Our findings should be interpreted in the context of limitations of the study. Race-ethnicity indicator variables were only reductionist indicators of many complex, interrelated factors that have historically been barriers to equitable health care. By implementing the IOM definition of health care disparities, we incorporated systematic variables into the disparity calculation to the extent that they are available in the MEPS data set. However, numerous unobserved variables important to understanding racial-ethnic disparity trends remain unexplored. Examples of such factors include language barriers; lack of cultural familiarity or adherence to Western medicinal practices; geographic segregation; lack of a primary care physician, access to board-certified physicians, and health care specialists; and racial and ethnic prejudices that result in a physician’s uncertainty about clinical decision making.
In addition, steady rates of antidepressant usage among nonwhite youths may reflect clinicians’ appropriate weighting of the benefits and risks of antidepressant use rather than a lack of awareness about the black-box warnings. Replication of this study is needed with the addition of structured diagnostic and severity instruments that can distinguish more clearly the context of treatment.
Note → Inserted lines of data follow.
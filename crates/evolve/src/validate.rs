use crate::action::Action;
use crate::apply::{Error, Result};
use crate::migration::DynamicMigration;
use crate::ptr::Path;
use crate::shape::Shape;
use std::collections::BTreeSet;

/// Coverage accumulates, per action, the source-side paths a migration
/// handles and the target-side paths it provides. Case-level actions
/// touch entire subtrees and are tracked as prefixes.
#[derive(Clone, Debug, Default, PartialEq, Eq)]
pub struct Coverage {
    pub handled_from_source: BTreeSet<Path>,
    pub provided_to_target: BTreeSet<Path>,
    handled_prefixes: BTreeSet<Path>,
    provided_prefixes: BTreeSet<Path>,
}

impl Coverage {
    pub fn of(migration: &DynamicMigration) -> Coverage {
        let mut coverage = Coverage::default();
        coverage.accumulate(&migration.actions, &Path::root());
        coverage
    }

    fn accumulate(&mut self, actions: &[Action], base: &Path) {
        for action in actions {
            let at = base.and_then(action.at());

            match action {
                Action::AddField { name, .. } => {
                    self.provided_to_target.insert(at.field(name));
                }
                Action::DropField { name, .. } => {
                    self.handled_from_source.insert(at.field(name));
                }
                Action::Rename { from, to, .. } => {
                    self.handled_from_source.insert(at.clone().field(from));
                    self.provided_to_target.insert(at.field(to));
                }
                // A mandated or optionalized field keeps its path on
                // both sides; only its optionality changes.
                Action::Mandate { name, .. } | Action::Optionalize { name, .. } => {
                    let path = at.field(name);
                    self.handled_from_source.insert(path.clone());
                    self.provided_to_target.insert(path);
                }
                Action::RenameCase { from, to, .. } => {
                    self.handled_prefixes.insert(at.clone().case(from));
                    self.provided_prefixes.insert(at.case(to));
                }
                Action::RemoveCase { name, .. } => {
                    self.handled_prefixes.insert(at.case(name));
                }
                Action::TransformCase { name, inner, .. } => {
                    self.accumulate(inner, &at.case(name));
                }
                // In-place transforms consume their subtree from the
                // source and produce it for the target.
                Action::TransformValue { .. }
                | Action::TransformElements { .. }
                | Action::TransformKeys { .. }
                | Action::TransformValues { .. } => {
                    self.handled_prefixes.insert(at.clone());
                    self.provided_prefixes.insert(at);
                }
                Action::Join { sources, .. } => {
                    for source in sources {
                        self.handled_from_source.insert(base.and_then(source));
                    }
                    self.provided_to_target.insert(at);
                }
            }
        }
    }

    pub fn handles(&self, path: &Path) -> bool {
        self.handled_from_source.contains(path)
            || self.handled_prefixes.iter().any(|p| path.starts_with(p))
    }

    pub fn provides(&self, path: &Path) -> bool {
        self.provided_to_target.contains(path)
            || self.provided_prefixes.iter().any(|p| path.starts_with(p))
    }
}

/// Outcome of a shape validation.
#[derive(Clone, Debug, PartialEq, Eq)]
pub enum Outcome {
    /// Every source path is handled or carried through unchanged, and
    /// every target path is provided or carried through unchanged.
    Complete,
    Incomplete {
        missing_source_fields: BTreeSet<Path>,
        missing_target_fields: BTreeSet<Path>,
    },
}

impl Outcome {
    pub fn is_complete(&self) -> bool {
        matches!(self, Outcome::Complete)
    }

    /// Require completeness, for strict builds.
    pub fn ok(self) -> Result<()> {
        match self {
            Outcome::Complete => Ok(()),
            Outcome::Incomplete {
                missing_source_fields,
                missing_target_fields,
            } => Err(Error::Incomplete {
                missing_source_fields,
                missing_target_fields,
            }),
        }
    }
}

/// Does |migration| carry |source| fully onto |target|?
/// A source path is covered when an action handles it, or when it also
/// appears, untouched, in the target; and symmetrically for targets.
pub fn validate(migration: &DynamicMigration, source: &Shape, target: &Shape) -> Outcome {
    let coverage = Coverage::of(migration);

    let missing_source_fields = source
        .fields
        .iter()
        .filter(|path| {
            !coverage.handles(path) && !(target.contains(path) && !coverage.provides(path))
        })
        .cloned()
        .collect::<BTreeSet<_>>();

    let missing_target_fields = target
        .fields
        .iter()
        .filter(|path| {
            !coverage.provides(path) && !(source.contains(path) && !coverage.handles(path))
        })
        .cloned()
        .collect::<BTreeSet<_>>();

    if missing_source_fields.is_empty() && missing_target_fields.is_empty() {
        Outcome::Complete
    } else {
        Outcome::Incomplete {
            missing_source_fields,
            missing_target_fields,
        }
    }
}

#[cfg(test)]
mod test {
    use super::*;
    use crate::expr::Expr;
    use crate::schema::Schema;
    use crate::value::Value;

    fn shape(schema: &Schema) -> Shape {
        Shape::infer(schema)
    }

    #[test]
    fn test_rename_and_add_complete() {
        let source = Schema::record([("user_name", Schema::String), ("age", Schema::Int)]);
        let target = Schema::record([
            ("full_name", Schema::String),
            ("age", Schema::Int),
            ("country", Schema::String),
        ]);

        let m = DynamicMigration::new(vec![
            Action::Rename {
                at: Path::root(),
                from: "user_name".to_string(),
                to: "full_name".to_string(),
            },
            Action::AddField {
                at: Path::root(),
                name: "country".to_string(),
                default: Expr::Literal(Value::string("USA")),
            },
        ]);

        // /age is untouched and present on both sides, which covers it.
        assert_eq!(validate(&m, &shape(&source), &shape(&target)), Outcome::Complete);
    }

    #[test]
    fn test_incomplete_reports_both_directions() {
        let source = Schema::record([("a", Schema::Int), ("b", Schema::Int)]);
        let target = Schema::record([("a", Schema::Int), ("c", Schema::Int)]);

        // The empty migration covers /a (unchanged) but neither handles
        // /b nor provides /c.
        let outcome = validate(&DynamicMigration::identity(), &shape(&source), &shape(&target));
        assert_eq!(
            outcome,
            Outcome::Incomplete {
                missing_source_fields: [Path::root().field("b")].into_iter().collect(),
                missing_target_fields: [Path::root().field("c")].into_iter().collect(),
            }
        );
        assert!(!outcome.is_complete());
        assert!(outcome.ok().is_err());
    }

    #[test]
    fn test_renamed_source_field_no_longer_covers_target() {
        // A rename consumes its source path, so a target which still
        // declares the old name is not covered by it.
        let source = Schema::record([("a", Schema::Int)]);
        let target = Schema::record([("a", Schema::Int)]);

        let m = DynamicMigration::new(vec![Action::Rename {
            at: Path::root(),
            from: "a".to_string(),
            to: "b".to_string(),
        }]);

        let outcome = validate(&m, &shape(&source), &shape(&target));
        assert_eq!(
            outcome,
            Outcome::Incomplete {
                missing_source_fields: BTreeSet::new(),
                missing_target_fields: [Path::root().field("a")].into_iter().collect(),
            }
        );
    }

    #[test]
    fn test_case_transform_covers_nested_paths() {
        let source = Schema::record([(
            "status",
            Schema::variant([("Active", Schema::record([("since", Schema::Long)]))]),
        )]);
        let target = Schema::record([(
            "status",
            Schema::variant([("Active", Schema::record([("activated", Schema::Long)]))]),
        )]);

        let m = DynamicMigration::new(vec![Action::TransformCase {
            at: Path::root().field("status"),
            name: "Active".to_string(),
            inner: vec![Action::Rename {
                at: Path::root(),
                from: "since".to_string(),
                to: "activated".to_string(),
            }],
        }]);

        assert_eq!(validate(&m, &shape(&source), &shape(&target)), Outcome::Complete);

        let coverage = Coverage::of(&m);
        assert!(coverage.handles(&Path::root().field("status").case("Active").field("since")));
        assert!(coverage.provides(&Path::root().field("status").case("Active").field("activated")));
    }

    #[test]
    fn test_transform_covers_its_subtree() {
        let source = Schema::record([(
            "tags",
            Schema::sequence(Schema::record([("t", Schema::String)])),
        )]);
        let target = source.clone();

        let m = DynamicMigration::new(vec![Action::TransformElements {
            at: Path::root().field("tags"),
            forward: Expr::Identity,
            inverse: Expr::Identity,
        }]);

        assert_eq!(validate(&m, &shape(&source), &shape(&target)), Outcome::Complete);

        let coverage = Coverage::of(&m);
        assert!(coverage.handles(&Path::root().field("tags").elements().field("t")));
        assert!(coverage.provides(&Path::root().field("tags")));
    }

    #[test]
    fn test_case_rename_covers_moved_subtree() {
        let source = Schema::record([(
            "status",
            Schema::variant([("Active", Schema::record([("since", Schema::Long)]))]),
        )]);
        let target = Schema::record([(
            "status",
            Schema::variant([("Enabled", Schema::record([("since", Schema::Long)]))]),
        )]);

        let m = DynamicMigration::new(vec![Action::RenameCase {
            at: Path::root().field("status"),
            from: "Active".to_string(),
            to: "Enabled".to_string(),
        }]);

        assert_eq!(validate(&m, &shape(&source), &shape(&target)), Outcome::Complete);
    }

    #[test]
    fn test_join_handles_sources_and_provides_target() {
        let source = Schema::record([
            ("first", Schema::String),
            ("last", Schema::String),
        ]);
        let target = Schema::record([("full", Schema::String)]);

        let m = DynamicMigration::new(vec![
            Action::Join {
                at: Path::root().field("full"),
                sources: vec![Path::root().field("first"), Path::root().field("last")],
                body: Expr::Concat {
                    parts: vec![Expr::Arg(0), Expr::Arg(1)],
                    separator: " ".to_string(),
                },
            },
            Action::DropField {
                at: Path::root(),
                name: "first".to_string(),
                reverse_default: None,
            },
            Action::DropField {
                at: Path::root(),
                name: "last".to_string(),
                reverse_default: None,
            },
        ]);

        assert_eq!(validate(&m, &shape(&source), &shape(&target)), Outcome::Complete);
    }
}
Future research ought to continue exploring the reasons underlying the differential diffusion of medical technology and pharmaceutical drug safety information. One possible explanation is that the characteristics of providers treating youths from racial-ethnic minority groups may be different from those of providers treating white youths. Nonwhite patients living in segregated areas have limited choice and access to specialty providers (18,42), and black patients are more likely to receive care from providers with less clinical training and less access to resources than providers who treat white patients (22). These facts may help to explain why families from racial-ethnic minority groups are less likely to receive information about government risk warnings and choose a course of action, and further investigation is needed.
Although this study showed that black-white and Latino-white disparities in antidepressant use among youths have declined since the FDA black-box warnings, the changes are largely a result of declines in antidepressant use among white youths. These results provide evidence that government risk warnings diffuse differentially across racial-ethnic groups.
This work was supported by grant R01 MH091042 from the National Institute of Mental Health and the Harvard Catalyst Summer Clinical and Translational Research Program. The authors acknowledge helpful comments and suggestions from Margarita Alegría, Ph.D., Susan Busch, Ph.D, and Colleen Barry, Ph.D., M.P.P., and express additional gratitude to the following individuals: Marcia Golden, L.C.S.W., Laura Nuzzi, B.A., Keith Crawford, M.D., Ph.D., and Lucille Roberts, L.P.N.
The authors report no competing interests.